- Theatrical release poster
- Directed by: Emeric Pressburger
- Written by: Emeric Pressburger Wendy Orme
- Based on: Lottie and Lisa by Erich Kästner
- Produced by: Emeric Pressburger
- Starring: Hugh Williams Elizabeth Allan Jack Hawkins
- Cinematography: Christopher Challis
- Edited by: Reginald Beck
- Music by: Frederick Lewis
- Production company: London Films
- Distributed by: British Lion Films
- Release date: 6 July 1953;
- Running time: 75 minutes
- Country: United Kingdom
- Language: English
- Budget: £102,000

= Twice Upon a Time (1953 film) =

1953 film by Emeric Pressburger

Twice Upon a Time is a 1953 British comedy film directed by Emeric Pressburger and starring Hugh Williams, Elizabeth Allan and Jack Hawkins.
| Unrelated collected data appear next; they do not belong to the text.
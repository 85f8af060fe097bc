//! Deterministic feature-hashing embedder.
//!
//! Maps each lower-cased alphanumeric token to a signed bucket with FNV-1a and L2-normalizes
//! the bucket counts. Texts sharing words end up close together, which is enough for
//! offline indexing and for tests that must not download a model.

use crate::config::DEFAULT_DIMENSION;
use crate::error::{EmbedError, Result};
use crate::provider::{EmbeddingProvider, EmbeddingResult, l2_normalize};
use async_trait::async_trait;
use fnv::FnvHasher;
use std::hash::Hasher;

/// Stateless hashing embedder; safe to call from any number of tasks at once.
#[derive(Debug, Clone)]
pub struct HashingEmbedder {
    dimension: usize,
}

impl Default for HashingEmbedder {
    fn default() -> Self {
        Self {
            dimension: DEFAULT_DIMENSION,
        }
    }
}

impl HashingEmbedder {
    pub fn new(dimension: usize) -> Result<Self> {
        if dimension == 0 {
            return Err(EmbedError::invalid_config("dimension must be at least 1"));
        }
        Ok(Self { dimension })
    }

    /// Embed one text synchronously.
    pub fn embed(&self, text: &str) -> Vec<f32> {
        let mut vector = vec![0.0f32; self.dimension];

        for token in text
            .split(|c: char| !c.is_alphanumeric())
            .filter(|token| !token.is_empty())
        {
            let mut hasher = FnvHasher::default();
            hasher.write(token.to_lowercase().as_bytes());
            let hash = hasher.finish();

            let bucket = (hash % self.dimension as u64) as usize;
            let sign = if (hash >> 63) == 0 { 1.0 } else { -1.0 };
            vector[bucket] += sign;
        }

        l2_normalize(&mut vector);
        vector
    }
}

#[async_trait]
impl EmbeddingProvider for HashingEmbedder {
    async fn embed_texts(&self, texts: &[String]) -> Result<EmbeddingResult> {
        Ok(EmbeddingResult::new(
            texts.iter().map(|text| self.embed(text)).collect(),
        ))
    }

    fn embedding_dimension(&self) -> usize {
        self.dimension
    }

    fn provider_name(&self) -> &str {
        "hashing"
    }
}

#[cfg(test)]
mod tests {
    use super::*;

    fn norm(v: &[f32]) -> f32 {
        v.iter().map(|x| x * x).sum::<f32>().sqrt()
    }

    #[test]
    fn test_dimension_and_unit_length() {
        let embedder = HashingEmbedder::default();
        let v = embedder.embed("Quartz reef near Bendigo");

        assert_eq!(v.len(), 384);
        assert!((norm(&v) - 1.0).abs() < 1e-5);
    }

    #[test]
    fn test_deterministic_and_case_insensitive() {
        let embedder = HashingEmbedder::default();

        assert_eq!(embedder.embed("Gold Lease"), embedder.embed("gold lease"));
        assert_eq!(embedder.embed("gold, lease!"), embedder.embed("gold lease"));
    }

    #[test]
    fn test_text_without_tokens_is_zero_vector() {
        let embedder = HashingEmbedder::new(8).unwrap();
        assert_eq!(embedder.embed("  ... "), vec![0.0; 8]);
    }

    #[test]
    fn test_zero_dimension_is_rejected() {
        assert!(HashingEmbedder::new(0).is_err());
    }

    #[tokio::test]
    async fn test_batch_preserves_order() {
        let embedder = HashingEmbedder::default();
        let texts = vec!["first text".to_string(), "second text".to_string()];

        let result = embedder.embed_texts(&texts).await.unwrap();
        assert_eq!(result.len(), 2);
        assert_eq!(result.dimension, 384);
        assert_eq!(result.embeddings[0], embedder.embed("first text"));
        assert_eq!(result.embeddings[1], embedder.embed("second text"));

        let single = embedder.embed_text("second text").await.unwrap();
        assert_eq!(single, result.embeddings[1]);

        let empty = embedder.embed_texts(&[]).await.unwrap();
        assert!(empty.is_empty());
    }
}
It was written by Pressburger and Wendy Orme based on the 1949 novel Lisa and Lottie by Erich Kästner. It was shot at Shepperton Studios with sets designed by the art director Arthur Lawson.
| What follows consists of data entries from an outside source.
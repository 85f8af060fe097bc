//! Storage abstraction layer for docsearch-retriever
//!
//! This module defines the [`VectorIndex`] contract shared by both storage backends,
//! together with the record, filter, and result types that flow through it.
//!
//! ## Key Components
//!
//! - **VectorIndex**: insert, filtered k-nearest-neighbor search, clear, stats
//! - **FlatIndex**: exact in-process search with atomic snapshot persistence
//! - **SqliteIndex**: SQLite-backed inverted-file search with filter pushdown
//! - **Data Types**: records, filters, results, and statistics
//!
//! ## Architecture
//!
//! ```text
//!                 ┌─ FlatIndex   (records.json + vectors-<gen>.bin)
//! VectorIndex ────┤
//!                 └─ SqliteIndex (documents + ivf_lists tables)
//! ```
//!
//! Both backends order results by ascending distance and break ties by insertion order, so
//! callers see the same ordering rules whichever backend is configured. Similarity values are
//! backend-local: the flat index reports `1 / (1 + squared L2 distance)`, the SQLite index
//! `1 - cosine distance`.

use crate::error::{Result, RetrieverError};
use async_trait::async_trait;
use chrono::{DateTime, Utc};
use docsearch_context::ChunkMetadata;
use serde::{Deserialize, Serialize};
use std::collections::BTreeSet;

pub mod flat_store;
pub mod ivf;
pub mod snapshot;
pub mod sqlite_store;

pub use flat_store::FlatIndex;
pub use sqlite_store::{SqliteIndex, SqliteIndexOptions};

/// Insertion-ordered record identifier. Smaller ids were inserted earlier.
pub type RecordId = u64;

/// A chunk ready to be stored: its text, metadata, and embedding.
#[derive(Debug, Clone, PartialEq)]
pub struct NewRecord {
    pub text: String,
    pub metadata: ChunkMetadata,
    pub embedding: Vec<f32>,
}

impl NewRecord {
    pub fn new(text: impl Into<String>, metadata: ChunkMetadata, embedding: Vec<f32>) -> Self {
        Self {
            text: text.into(),
            metadata,
            embedding,
        }
    }
}

/// A stored chunk. Owned by the index that holds it.
#[derive(Debug, Clone, PartialEq)]
pub struct IndexedRecord {
    pub id: RecordId,
    pub text: String,
    pub metadata: ChunkMetadata,
    pub embedding: Vec<f32>,
    pub inserted_at: DateTime<Utc>,
}

/// One ranked hit.
#[derive(Debug, Clone, PartialEq, Serialize)]
pub struct SearchResult {
    pub text: String,
    pub metadata: ChunkMetadata,
    pub similarity: f32,
    pub distance: f32,
}

/// Aggregate statistics, recomputed on every call.
#[derive(Debug, Clone, Default, PartialEq, Eq, Serialize)]
pub struct StoreStats {
    pub total_chunks: usize,
    pub unique_source_files: usize,
    pub dimension: usize,
    pub year_range: Option<(i32, i32)>,
}

impl StoreStats {
    /// Compute statistics over the metadata of every stored record.
    pub fn from_metadata<'a, I>(dimension: usize, metadata: I) -> Self
    where
        I: IntoIterator<Item = &'a ChunkMetadata>,
    {
        let mut total_chunks = 0;
        let mut sources = BTreeSet::new();
        let mut year_range: Option<(i32, i32)> = None;

        for md in metadata {
            total_chunks += 1;
            if let Some(source) = &md.source_file {
                sources.insert(source.as_str());
            }
            if let Some(year) = md.date_year {
                year_range = Some(match year_range {
                    Some((lo, hi)) => (lo.min(year), hi.max(year)),
                    None => (year, year),
                });
            }
        }

        Self {
            total_chunks,
            unique_source_files: sources.len(),
            dimension,
            year_range,
        }
    }
}

/// Metadata predicates, combined with AND. An empty filter matches every record.
#[derive(Debug, Clone, Default, PartialEq, Eq, Serialize, Deserialize)]
#[serde(default)]
pub struct SearchFilter {
    /// Exact year
    pub date_year: Option<i32>,
    /// Inclusive year range; a reversed range matches nothing
    pub date_year_range: Option<(i32, i32)>,
    /// Case-insensitive substring of the record's location
    pub location: Option<String>,
    /// Exact source file name
    pub source_file: Option<String>,
}

impl SearchFilter {
    pub fn is_empty(&self) -> bool {
        self.date_year.is_none()
            && self.date_year_range.is_none()
            && self.location.is_none()
            && self.source_file.is_none()
    }

    /// Whether `metadata` satisfies every predicate. Records lacking a filtered field never
    /// match that predicate.
    pub fn matches(&self, metadata: &ChunkMetadata) -> bool {
        if let Some(year) = self.date_year {
            if metadata.date_year != Some(year) {
                return false;
            }
        }
        if let Some((from, to)) = self.date_year_range {
            match metadata.date_year {
                Some(year) if from <= year && year <= to => {}
                _ => return false,
            }
        }
        if let Some(location) = &self.location {
            let needle = location.to_lowercase();
            match &metadata.location {
                Some(value) if value.to_lowercase().contains(&needle) => {}
                _ => return false,
            }
        }
        if let Some(source_file) = &self.source_file {
            if metadata.source_file.as_deref() != Some(source_file.as_str()) {
                return false;
            }
        }
        true
    }
}

/// Nearest-neighbor store over fixed-dimension embeddings.
///
/// Implementations are safe to share between tasks: searches may run concurrently while
/// mutations are serialized, and a search observes either the state before or after a
/// concurrent mutation, never a mix.
#[async_trait]
pub trait VectorIndex: Send + Sync {
    /// Append records atomically and return the total record count afterwards.
    ///
    /// Every embedding must have [`dimension`](Self::dimension) components; otherwise nothing
    /// is stored. An empty batch is a no-op.
    async fn insert(&self, records: Vec<NewRecord>) -> Result<usize>;

    /// Return up to `k` records matching `filter`, nearest first, ties by insertion order.
    async fn search(
        &self,
        query: &[f32],
        k: usize,
        filter: &SearchFilter,
    ) -> Result<Vec<SearchResult>>;

    /// Remove every record. The index stays usable.
    async fn clear(&self) -> Result<()>;

    async fn stats(&self) -> Result<StoreStats>;

    /// Distinct `source_file` values currently stored.
    async fn indexed_sources(&self) -> Result<BTreeSet<String>>;

    fn dimension(&self) -> usize;

    fn backend_name(&self) -> &'static str;
}

/// Reject a batch if any embedding has the wrong number of components.
pub fn check_dimensions(expected: usize, records: &[NewRecord]) -> Result<()> {
    match records.iter().find(|r| r.embedding.len() != expected) {
        Some(record) => Err(RetrieverError::DimensionMismatch {
            expected,
            actual: record.embedding.len(),
        }),
        None => Ok(()),
    }
}

/// Squared Euclidean distance.
pub fn squared_l2(a: &[f32], b: &[f32]) -> f32 {
    a.iter().zip(b).map(|(x, y)| (x - y) * (x - y)).sum()
}

pub fn dot(a: &[f32], b: &[f32]) -> f32 {
    a.iter().zip(b).map(|(x, y)| x * y).sum()
}
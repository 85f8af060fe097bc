//! Behavior both index backends must share, exercised through `dyn VectorIndex`.

mod common;

use anyhow::Result;
use common::{axis, both_backends, metadata};
use docsearch_context::ChunkMetadata;
use docsearch_retriever::RetrieverError;
use docsearch_retriever::storage::{NewRecord, SearchFilter, StoreStats, VectorIndex};
use tempfile::tempdir;

const DIM: usize = 8;

fn spread(i: usize) -> Vec<f32> {
    // Distinct, non-axis-aligned vectors so every record is a unique nearest neighbor.
    (0..DIM)
        .map(|j| {
            let base = ((i * 7 + j * 3) % 11) as f32 - 5.0;
            if j == i % DIM { base + 10.0 } else { base }
        })
        .collect()
}

async fn fill(index: &dyn VectorIndex, n: usize) -> Result<Vec<NewRecord>> {
    let records: Vec<NewRecord> = (0..n)
        .map(|i| NewRecord::new(format!("record {i}"), metadata("a.pdf", i), spread(i)))
        .collect();
    index.insert(records.clone()).await?;
    Ok(records)
}

#[tokio::test]
async fn test_self_retrieval() -> Result<()> {
    let dir = tempdir()?;
    for index in both_backends(dir.path(), DIM).await {
        let records = fill(index.as_ref(), 12).await?;

        for record in &records {
            let results = index
                .search(&record.embedding, 3, &SearchFilter::default())
                .await?;
            assert_eq!(
                results[0].text,
                record.text,
                "{} backend did not return the query record first",
                index.backend_name()
            );
            assert!(results[0].similarity <= 1.0, "{}", index.backend_name());
            assert!(results.windows(2).all(|w| w[0].similarity >= w[1].similarity));
            assert!(results.windows(2).all(|w| w[0].distance <= w[1].distance));
        }
    }
    Ok(())
}

#[tokio::test]
async fn test_clear_then_stats() -> Result<()> {
    let dir = tempdir()?;
    for index in both_backends(dir.path(), DIM).await {
        fill(index.as_ref(), 5).await?;
        assert_eq!(index.stats().await?.total_chunks, 5);

        index.clear().await?;
        let stats = index.stats().await?;
        assert_eq!(stats.total_chunks, 0);
        assert_eq!(stats.unique_source_files, 0);
        assert_eq!(stats.year_range, None);
        assert!(index
            .search(&spread(0), 5, &SearchFilter::default())
            .await?
            .is_empty());

        // Usable right away.
        let again = NewRecord::new("again", metadata("b.pdf", 0), spread(1));
        assert_eq!(index.insert(vec![again]).await?, 1);
    }
    Ok(())
}

#[tokio::test]
async fn test_filters() -> Result<()> {
    let dir = tempdir()?;
    for index in both_backends(dir.path(), DIM).await {
        let rows = [
            ("bendigo", 1850, "Bendigo", "a.pdf"),
            ("ballarat", 1900, "Ballarat", "a.pdf"),
            ("melbourne", 1950, "Melbourne", "b.docx"),
        ];
        let records = rows
            .iter()
            .enumerate()
            .map(|(i, (text, year, place, source))| {
                NewRecord::new(
                    *text,
                    metadata(source, i).with_date_year(*year).with_location(*place),
                    axis(i, DIM),
                )
            })
            .collect();
        index.insert(records).await?;
        index
            .insert(vec![NewRecord::new("undated", metadata("c.pdf", 0), axis(3, DIM))])
            .await?;

        let query = vec![1.0; DIM];
        let texts = |filter: SearchFilter| {
            let index = index.clone();
            let query = query.clone();
            async move {
                let mut texts: Vec<String> = index
                    .search(&query, 10, &filter)
                    .await
                    .unwrap()
                    .into_iter()
                    .map(|r| r.text)
                    .collect();
                texts.sort();
                texts
            }
        };

        assert_eq!(
            texts(SearchFilter {
                date_year: Some(1900),
                ..Default::default()
            })
            .await,
            vec!["ballarat"]
        );
        assert_eq!(
            texts(SearchFilter {
                date_year_range: Some((1850, 1900)),
                ..Default::default()
            })
            .await,
            vec!["ballarat", "bendigo"]
        );
        assert!(texts(SearchFilter {
            date_year_range: Some((1900, 1850)),
            ..Default::default()
        })
        .await
        .is_empty());
        assert_eq!(
            texts(SearchFilter {
                location: Some("bend".to_string()),
                ..Default::default()
            })
            .await,
            vec!["bendigo"]
        );
        assert_eq!(
            texts(SearchFilter {
                location: Some("MELB".to_string()),
                ..Default::default()
            })
            .await,
            vec!["melbourne"]
        );
        assert_eq!(
            texts(SearchFilter {
                source_file: Some("a.pdf".to_string()),
                date_year_range: Some((1880, 2000)),
                ..Default::default()
            })
            .await,
            vec!["ballarat"]
        );
        assert!(texts(SearchFilter {
            location: Some("Castlemaine".to_string()),
            ..Default::default()
        })
        .await
        .is_empty());
        assert_eq!(texts(SearchFilter::default()).await.len(), 4);

        let stats = index.stats().await?;
        assert_eq!(stats.year_range, Some((1850, 1950)));
        assert_eq!(stats.unique_source_files, 3);
        let sources: Vec<String> = index.indexed_sources().await?.into_iter().collect();
        assert_eq!(sources, vec!["a.pdf", "b.docx", "c.pdf"]);
    }
    Ok(())
}

#[tokio::test]
async fn test_location_filter_folds_non_ascii_case() -> Result<()> {
    let dir = tempdir()?;
    for index in both_backends(dir.path(), DIM).await {
        index
            .insert(vec![
                NewRecord::new(
                    "vienna",
                    metadata("a.pdf", 0).with_location("ÖSTERREICH"),
                    axis(0, DIM),
                ),
                NewRecord::new(
                    "zurich",
                    metadata("a.pdf", 1).with_location("Schweiz"),
                    axis(1, DIM),
                ),
            ])
            .await?;

        for needle in ["österreich", "ÖSTER", "Österreich"] {
            let filter = SearchFilter {
                location: Some(needle.to_string()),
                ..Default::default()
            };
            let results = index.search(&axis(1, DIM), 5, &filter).await?;
            let texts: Vec<_> = results.iter().map(|r| r.text.as_str()).collect();
            assert_eq!(texts, vec!["vienna"], "{} with {needle}", index.backend_name());
        }

        let wildcard = SearchFilter {
            location: Some("%".to_string()),
            ..Default::default()
        };
        assert!(index.search(&axis(0, DIM), 5, &wildcard).await?.is_empty());
    }
    Ok(())
}

#[tokio::test]
async fn test_ties_break_by_insertion_order() -> Result<()> {
    let dir = tempdir()?;
    for index in both_backends(dir.path(), DIM).await {
        let same = axis(0, DIM);
        index
            .insert(vec![
                NewRecord::new("first", metadata("a.pdf", 0), same.clone()),
                NewRecord::new("second", metadata("a.pdf", 1), same.clone()),
            ])
            .await?;
        index
            .insert(vec![NewRecord::new("third", metadata("a.pdf", 2), same.clone())])
            .await?;

        for _ in 0..3 {
            let results = index.search(&same, 3, &SearchFilter::default()).await?;
            let texts: Vec<_> = results.iter().map(|r| r.text.as_str()).collect();
            assert_eq!(texts, vec!["first", "second", "third"], "{}", index.backend_name());
        }

        let two = index.search(&same, 2, &SearchFilter::default()).await?;
        assert_eq!(two.len(), 2);
        assert_eq!(two[1].text, "second");
    }
    Ok(())
}

#[tokio::test]
async fn test_empty_boundaries() -> Result<()> {
    let dir = tempdir()?;
    for index in both_backends(dir.path(), DIM).await {
        assert!(index
            .search(&axis(0, DIM), 5, &SearchFilter::default())
            .await?
            .is_empty());
        assert_eq!(index.insert(Vec::new()).await?, 0);
        assert_eq!(
            index.stats().await?,
            StoreStats {
                dimension: DIM,
                ..StoreStats::default()
            }
        );

        fill(index.as_ref(), 3).await?;
        assert_eq!(index.insert(Vec::new()).await?, 3);
        assert!(index
            .search(&axis(0, DIM), 0, &SearchFilter::default())
            .await?
            .is_empty());
        assert_eq!(
            index
                .search(&axis(0, DIM), 50, &SearchFilter::default())
                .await?
                .len(),
            3
        );
    }
    Ok(())
}

#[tokio::test]
async fn test_wrong_dimension_is_all_or_nothing() -> Result<()> {
    let dir = tempdir()?;
    for index in both_backends(dir.path(), DIM).await {
        let result = index
            .insert(vec![
                NewRecord::new("ok", ChunkMetadata::default(), axis(0, DIM)),
                NewRecord::new("short", ChunkMetadata::default(), vec![1.0; DIM - 1]),
            ])
            .await;
        assert!(matches!(
            result,
            Err(RetrieverError::DimensionMismatch { .. })
        ));
        assert_eq!(index.stats().await?.total_chunks, 0);

        assert!(matches!(
            index.search(&[1.0; 3], 1, &SearchFilter::default()).await,
            Err(RetrieverError::DimensionMismatch { .. })
        ));
    }
    Ok(())
}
Lotte and Lisa had already been adapted into the films Two Times Lotte (1950) and Hibari no komoriuta (1951). Twice Upon a Time was the first English-language film adaptation; the story was later twice adapted as The Parent Trap (1961 and 1998) and has been remade a number of times in English and other languages.

The film is the only solo directing credit for Pressburger, whose other directing credits are in association with Michael Powell.

==Plot==
Twin sisters are separated when their parents divorce. They meet again by accident when they are sent to the same summer camp, and they hatch a plan to reunite their parents.

==Cast==
- Hugh Williams as James Turner
- Elizabeth Allan as Carol-Anne Bailey
- Jack Hawkins as Dr. Mathews
- Yolande Larthe as Carol Turner
- Charmian Larthe as Anne Bailey
- Violette Elvin as Florence la Riche
- Isabel Dean as Miss Burke
- Michael Gough as Mr. Lloyd
- Walter Fitzgerald as Professor Reynolds
- Jeanne Stuart as Mrs. Jamieson
- Nora Gordon as Emma
- Martin Miller as Eipeldauer
- Lily Kann as Mrs. Eipeldauer
- Collin Wilcox as Ian
- Jack Lambert as Ernest
- Pat Baker as Sonia
- Isabel George as Molly
- Alanna Boyce as Susie
- Margaret McCourt as Wendy
- Myrette Morven as Miss Rupert
- Margaret Boyd as Mrs. Kinnaird
- Cicely Walper as Mrs. Maybridge
- Mollie Terraine as Miss Wellington
- Archie Duncan as doorman

== Reception ==
The Monthly Film Bulletin wrote: "This piece of whimsy suffers from generally lifeless direction, a pace unremittingly slow, and, apart from the performances of Jack Hawkins and Elizabeth Allan as the doctor and mother respectively, very indifferent acting. The whole picture is dressed up with expensive locations, including interior shots of Covent Garden, and an uninspired ballet sequence."

The Daily Film Renter wrote: "The production is geared by screenplay writer, producer and director Emeric Pressburger to appeal to just that vast section of the public which buys women's weeklies. It is polite and nothing heavy obtrudes. ... A woman's picture if ever there was one."